「法令順守」はあくまでも手段であって、法令を守ることが目的ではない。当然、だからと言って法令を破っても構わないとはならないが、大切なのは法令の背後に必ずある「社会的な要請」を理解し、それに応えることだ。JR福知山線の脱線事故の際の病院の対応(被害者の安否を知るために病院に電話した家族に対して「個人情報」として病院側が安否を伝えなかった)などは、法令を順守していても社会的な要請には応えきれていない典型例だ。
また、ラーメン屋vs.マクドナルド―エコノミストが読み解く日米の深層の著者:竹中正治氏も指摘していたように、日本人には「無謬信仰」とも言うべき「完全無欠でなければダメと」いう風潮があるようだ。その風潮が問題の発覚を遅れさせる場合もあるだろう。
上記2つの著書とも「失敗学」の創始者、畑村洋太郎氏の考え方を汲んでいる。
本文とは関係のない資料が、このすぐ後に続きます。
use std::{
    fs,
    path::{Path, PathBuf},
};

use crate::{
    error::{EvalError, EvalResult},
    resolver::{ModuleKey, ModuleKeyFactory, PathElement, ResolveContext, ResolvedModule},
    uri::ModuleUri,
};

/// Loads `file:` modules from the local filesystem.
#[derive(Debug, Default)]
pub struct FileModuleKeyFactory;

impl ModuleKeyFactory for FileModuleKeyFactory {
    fn create(&self, uri: &ModuleUri) -> Option<Box<dyn ModuleKey>> {
        (uri.scheme() == "file").then(|| Box::new(FileModuleKey { uri: uri.clone() }) as Box<dyn ModuleKey>)
    }
}

#[derive(Debug)]
struct FileModuleKey {
    uri: ModuleUri,
}

impl ModuleKey for FileModuleKey {
    fn uri(&self) -> &ModuleUri {
        &self.uri
    }

    fn resolve(&self, ctx: &ResolveContext<'_>) -> EvalResult<Box<dyn ResolvedModule>> {
        ctx.security.check_module(&self.uri)?;
        let path = self
            .uri
            .file_path()
            .ok_or_else(|| EvalError::resolve(format!("`{}` is not a file URI.", self.uri)))?;
        let real = ctx.security.check_file_path(&self.uri, &path)?;
        Ok(Box::new(ResolvedFileModule {
            uri: ModuleUri::from_file_path(&real),
            path: real,
        }))
    }

    fn is_globbable(&self) -> bool {
        true
    }

    fn is_local(&self) -> bool {
        true
    }

    fn has_element(&self, ctx: &ResolveContext<'_>, uri: &ModuleUri) -> EvalResult<bool> {
        ctx.security.check_module(uri)?;
        Ok(uri.file_path().is_some_and(|p| p.exists()))
    }

    fn list_elements(&self, ctx: &ResolveContext<'_>, base: &ModuleUri) -> EvalResult<Vec<PathElement>> {
        ctx.limits.check_deadline()?;
        ctx.security.check_module(base)?;
        let dir = base
            .file_path()
            .ok_or_else(|| EvalError::resolve(format!("`{base}` is not a file URI.")))?;
        list_directory(&dir)
    }
}

pub(crate) fn list_directory(dir: &Path) -> EvalResult<Vec<PathElement>> {
    let entries = fs::read_dir(dir)
        .map_err(|e| EvalError::io(format!("Cannot list directory `{}`: {e}.", dir.display())))?;
    let mut out = Vec::new();
    for entry in entries {
        let entry = entry.map_err(|e| EvalError::io(format!("Cannot list directory `{}`: {e}.", dir.display())))?;
        let name = entry.file_name().to_string_lossy().into_owned();
        let is_directory = entry.file_type().map(|t| t.is_dir()).unwrap_or(false);
        out.push(PathElement { name, is_directory });
    }
    out.sort();
    Ok(out)
}

#[derive(Debug)]
struct ResolvedFileModule {
    uri: ModuleUri,
    path: PathBuf,
}

impl ResolvedModule for ResolvedFileModule {
    fn uri(&self) -> &ModuleUri {
        &self.uri
    }

    fn load_source(&self, ctx: &ResolveContext<'_>) -> EvalResult<String> {
        ctx.limits.check_deadline()?;
        fs::read_to_string(&self.path)
            .map_err(|e| EvalError::io(format!("Cannot read module `{}`: {e}.", self.uri)))
    }
}
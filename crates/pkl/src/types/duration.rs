use std::{cmp::Ordering, fmt};

use serde::{Deserialize, Serialize};
use strum::{Display, EnumIter, EnumString, IntoStaticStr};

use crate::error::{EvalError, EvalResult};

/// The closed set of duration units. The string form is the unit suffix
/// as written in source (`5.min`).
#[derive(
    Debug, Clone, Copy, PartialEq, Eq, Hash, Display, EnumString, EnumIter, IntoStaticStr, Serialize, Deserialize,
)]
pub enum DurationUnit {
    #[strum(serialize = "ns")]
    Nanoseconds,
    #[strum(serialize = "us")]
    Microseconds,
    #[strum(serialize = "ms")]
    Milliseconds,
    #[strum(serialize = "s")]
    Seconds,
    #[strum(serialize = "min")]
    Minutes,
    #[strum(serialize = "h")]
    Hours,
    #[strum(serialize = "d")]
    Days,
}

impl DurationUnit {
    /// Length of one unit in the common base (seconds).
    #[must_use]
    pub fn in_seconds(self) -> f64 {
        match self {
            Self::Nanoseconds => 1e-9,
            Self::Microseconds => 1e-6,
            Self::Milliseconds => 1e-3,
            Self::Seconds => 1.0,
            Self::Minutes => 60.0,
            Self::Hours => 3600.0,
            Self::Days => 86_400.0,
        }
    }
}

/// A duration value: magnitude plus unit.
///
/// Arithmetic and comparison normalize both operands to seconds first;
/// the unit is presentation state.
#[derive(Debug, Clone, Copy, Serialize, Deserialize)]
pub struct Duration {
    pub value: f64,
    pub unit: DurationUnit,
}

impl Duration {
    #[must_use]
    pub fn new(value: f64, unit: DurationUnit) -> Self {
        Self { value, unit }
    }

    /// The magnitude in the common base (seconds).
    #[must_use]
    pub fn in_seconds(&self) -> f64 {
        self.value * self.unit.in_seconds()
    }

    /// Converts to `unit`, preserving the base magnitude.
    ///
    /// Restricted to common-base values this is a bijection:
    /// `x.convert_to(u).convert_to(x.unit) == x`.
    #[must_use]
    pub fn convert_to(&self, unit: DurationUnit) -> Self {
        Self {
            value: self.in_seconds() / unit.in_seconds(),
            unit,
        }
    }

    /// Coerces to a host duration, rejecting NaN, infinities, negative
    /// values, and magnitudes outside the 64-bit seconds range.
    pub fn to_std(&self) -> EvalResult<std::time::Duration> {
        let seconds = self.in_seconds();
        if seconds.is_nan() || seconds.is_infinite() {
            return Err(EvalError::arithmetic(format!(
                "Cannot convert `{self}` to a host duration."
            )));
        }
        if seconds < 0.0 || seconds >= i64::MAX as f64 {
            return Err(EvalError::arithmetic(format!(
                "Duration `{self}` is outside the host-representable range."
            )));
        }
        Ok(std::time::Duration::from_secs_f64(seconds))
    }
}

impl PartialEq for Duration {
    fn eq(&self, other: &Self) -> bool {
        self.in_seconds() == other.in_seconds()
    }
}

impl PartialOrd for Duration {
    fn partial_cmp(&self, other: &Self) -> Option<Ordering> {
        self.in_seconds().partial_cmp(&other.in_seconds())
    }
}

impl fmt::Display for Duration {
    fn fmt(&self, f: &mut fmt::Formatter<'_>) -> fmt::Result {
        write!(f, "{}.{}", super::format_number(self.value), self.unit)
    }
}

#[cfg(test)]
mod tests {
    use super::*;
    use strum::IntoEnumIterator;

    #[test]
    fn comparison_normalizes_units() {
        assert_eq!(Duration::new(1.0, DurationUnit::Seconds), Duration::new(1000.0, DurationUnit::Milliseconds));
        assert!(Duration::new(2.0, DurationUnit::Minutes) > Duration::new(90.0, DurationUnit::Seconds));
    }

    #[test]
    fn conversion_is_a_bijection_on_base_values() {
        for from in DurationUnit::iter() {
            for to in DurationUnit::iter() {
                let original = Duration::new(42.0, from);
                let there_and_back = original.convert_to(to).convert_to(from);
                assert!(
                    (there_and_back.value - original.value).abs() < 1e-9,
                    "{from} -> {to}"
                );
            }
        }
    }

    #[test]
    fn host_coercion_rejects_non_finite_values() {
        assert!(Duration::new(f64::NAN, DurationUnit::Seconds).to_std().is_err());
        assert!(Duration::new(f64::INFINITY, DurationUnit::Seconds).to_std().is_err());
        assert!(Duration::new(f64::NEG_INFINITY, DurationUnit::Seconds).to_std().is_err());
        assert!(Duration::new(-1.0, DurationUnit::Seconds).to_std().is_err());
        assert_eq!(
            Duration::new(1.5, DurationUnit::Seconds).to_std().unwrap(),
            std::time::Duration::from_millis(1500)
        );
    }

    #[test]
    fn display_uses_the_unit_suffix() {
        assert_eq!(Duration::new(5.0, DurationUnit::Minutes).to_string(), "5.min");
        assert_eq!(Duration::new(1.5, DurationUnit::Hours).to_string(), "1.5.h");
    }
}
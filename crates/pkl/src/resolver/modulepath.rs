use std::path::PathBuf;

use crate::{
    error::{EvalError, EvalResult},
    resolver::{ModuleKey, ModuleKeyFactory, PathElement, ResolveContext, ResolvedModule},
    uri::ModuleUri,
};

/// Resolves `modulepath:/…` URIs against an ordered list of search
/// roots, classpath-style: the first root containing the path wins.
#[derive(Debug)]
pub struct ModulePathFactory {
    roots: Vec<PathBuf>,
}

impl ModulePathFactory {
    #[must_use]
    pub fn new(roots: Vec<PathBuf>) -> Self {
        Self { roots }
    }
}

impl ModuleKeyFactory for ModulePathFactory {
    fn create(&self, uri: &ModuleUri) -> Option<Box<dyn ModuleKey>> {
        (uri.scheme() == "modulepath").then(|| {
            Box::new(ModulePathKey {
                uri: uri.clone(),
                roots: self.roots.clone(),
            }) as Box<dyn ModuleKey>
        })
    }
}

#[derive(Debug)]
struct ModulePathKey {
    uri: ModuleUri,
    roots: Vec<PathBuf>,
}

impl ModulePathKey {
    fn relative_path(uri: &ModuleUri) -> EvalResult<&str> {
        let rest = uri.scheme_specific();
        rest.strip_prefix('/').ok_or_else(|| {
            EvalError::resolve(format!(
                "Module path URI `{uri}` must start with `modulepath:/`."
            ))
        })
    }

    fn locate(&self, uri: &ModuleUri) -> EvalResult<Option<PathBuf>> {
        let rest = Self::relative_path(uri)?;
        Ok(self.roots.iter().map(|root| root.join(rest)).find(|p| p.exists()))
    }
}

impl ModuleKey for ModulePathKey {
    fn uri(&self) -> &ModuleUri {
        &self.uri
    }

    fn resolve(&self, ctx: &ResolveContext<'_>) -> EvalResult<Box<dyn ResolvedModule>> {
        ctx.security.check_module(&self.uri)?;
        let path = self.locate(&self.uri)?.ok_or_else(|| {
            EvalError::io(format!("Cannot find module `{}` in the module path.", self.uri))
        })?;
        let real = ctx.security.check_file_path(&self.uri, &path)?;
        Ok(Box::new(ResolvedModulePathModule {
            uri: self.uri.clone(),
            path: real,
        }))
    }

    fn is_globbable(&self) -> bool {
        true
    }

    fn is_local(&self) -> bool {
        true
    }

    fn has_element(&self, ctx: &ResolveContext<'_>, uri: &ModuleUri) -> EvalResult<bool> {
        ctx.security.check_module(uri)?;
        Ok(self.locate(uri)?.is_some())
    }

    fn list_elements(&self, ctx: &ResolveContext<'_>, base: &ModuleUri) -> EvalResult<Vec<PathElement>> {
        ctx.limits.check_deadline()?;
        ctx.security.check_module(base)?;
        let rest = Self::relative_path(base)?;
        // Merge across roots; the first root claiming a name wins.
        let mut out: Vec<PathElement> = Vec::new();
        for root in &self.roots {
            let dir = root.join(rest);
            if !dir.is_dir() {
                continue;
            }
            for element in super::file::list_directory(&dir)? {
                if !out.iter().any(|e| e.name == element.name) {
                    out.push(element);
                }
            }
        }
        out.sort();
        Ok(out)
    }
}

#[derive(Debug)]
struct ResolvedModulePathModule {
    uri: ModuleUri,
    path: PathBuf,
}

impl ResolvedModule for ResolvedModulePathModule {
    fn uri(&self) -> &ModuleUri {
        &self.uri
    }

    fn load_source(&self, ctx: &ResolveContext<'_>) -> EvalResult<String> {
        ctx.limits.check_deadline()?;
        std::fs::read_to_string(&self.path)
            .map_err(|e| EvalError::io(format!("Cannot read module `{}`: {e}.", self.uri)))
    }
}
失敗学のすすめは数年前に読んだが、改めて読んでみようと思う。
また、両書ともマスメディアの姿勢を程度の差こそあれど批判している。マスメディアが日本の悪い風潮を助長している、という姿勢だ。当然、このような視点はマスメディアを一歩引いて客観的に見なければ生まれない。マスメディア・インターネット・文献・口コミなど、様々な情報源を駆使して、自分も深い洞察力を身につけていきたい。